One consequence of this experience are challenges around mental health and wellness. It is no surprise that, in all sectors of society and at all ages, we see a mental health pandemic. Whether it is rates of anxiety, depression, addiction or suicide – the numbers are rising as quickly as society and our economy is changing.
The In Between Time
We can see what is happening as an in-between time – a time between the old and a the new economy, between an old form of capitalism and a new form of capitalism, a time between a stable planet and an unstable one.

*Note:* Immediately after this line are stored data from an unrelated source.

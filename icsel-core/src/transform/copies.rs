//! Canonicalize-copies (§4.8): `add x, 0`, `mul x, 1`, `or x, 0`, and
//! `and x, -1` all compute `x`; rewrite the computation node into a `Copy`
//! and drop the now-redundant identity operand.

use crate::graph::{DataType, EdgeKind, EntityKind, NodeKind, OperationKind};
use crate::opstructure::OpStructure;

/// The identity constant for each canonicalizable binary computation, per
/// §4.8 ("0, 1, 0, −1 respectively").
fn identity_value(op: &str) -> Option<i64> {
    match op {
        "add" => Some(0),
        "mul" => Some(1),
        "or" => Some(0),
        "and" => Some(-1),
        _ => None,
    }
}

/// `canonicalize_copies`: rewrites `add/mul/or/and` computations with one
/// operand pinned to that op's identity constant into a `Copy` of the other
/// operand.
pub fn canonicalize_copies(op_structure: &OpStructure) -> OpStructure {
    let mut out = op_structure.clone();
    let g = &mut out.graph;

    let candidates: Vec<_> = g
        .nodes()
        .filter_map(|n| match g.node_kind(n) {
            NodeKind::Operation(OperationKind::Computation(op)) => {
                identity_value(op).map(|identity| (n, identity))
            }
            _ => None,
        })
        .collect();

    for (n, identity) in candidates {
        let mut operands = g.in_edges(n, Some(EdgeKind::DataFlow));
        g.sort_by_edge_number(&mut operands, crate::graph::Direction::In);
        let identity_edge = operands.iter().copied().find(|&e| {
            let (src, _) = g.edge_endpoints(e);
            matches!(
                g.node_kind(src),
                NodeKind::Entity(EntityKind::Value {
                    data_type: DataType::IntConst { range, .. },
                    ..
                }) if range.0 == identity && range.1 == identity
            )
        });
        if let Some(edge) = identity_edge {
            g.delete_edge(edge);
            g.set_node_kind(n, NodeKind::Operation(OperationKind::Copy));
        }
    }

    out
}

For individuals and families, the in-between time is full of uncertainties, risk and cost. Trying to make decisions now which will produce outcomes 2-3 years from now produces a great deal of anxiety. Is a college or university education worth the growing cost and debt and if it is, what should I study that will give me some surety about future work? Is this a good time to marry and, if it is, where is the best place for us to live and work? What about having children – given the state of the planet and the uncertainty about the future, what world will be leaving them? Shall I try for this job – if so, how long might it last?
To make this very real, look at the decision someone made four years ago to study petroleum engineering in an oil rich place like Alberta. Four years ago, companies were hit by a major downturn with a great many lay-offs. While the big companies that account for 80% of production continue to be highly profitable, they leveraged the downturn to focus on innovative technologies that enable them to produce a growing volume of oil and gas with much less labour. Now the sector in Alberta employs fewer than 20,000 people and is no longer an engine of employment, though continues to have undue influence over our economy and politics. That petroleum engineer is now most likely to find work in some other part of the world or in another sector that can use his technical and thinking skills – a sector not connected with petroleum.
The in-between time is messy, painful and difficult and, for some, can last a long time. It is a necessary phrase in a transitional economy. We all need to understand that this is happening and, more importantly, we cannot go back to the past since the future is pulling whether we like it or not.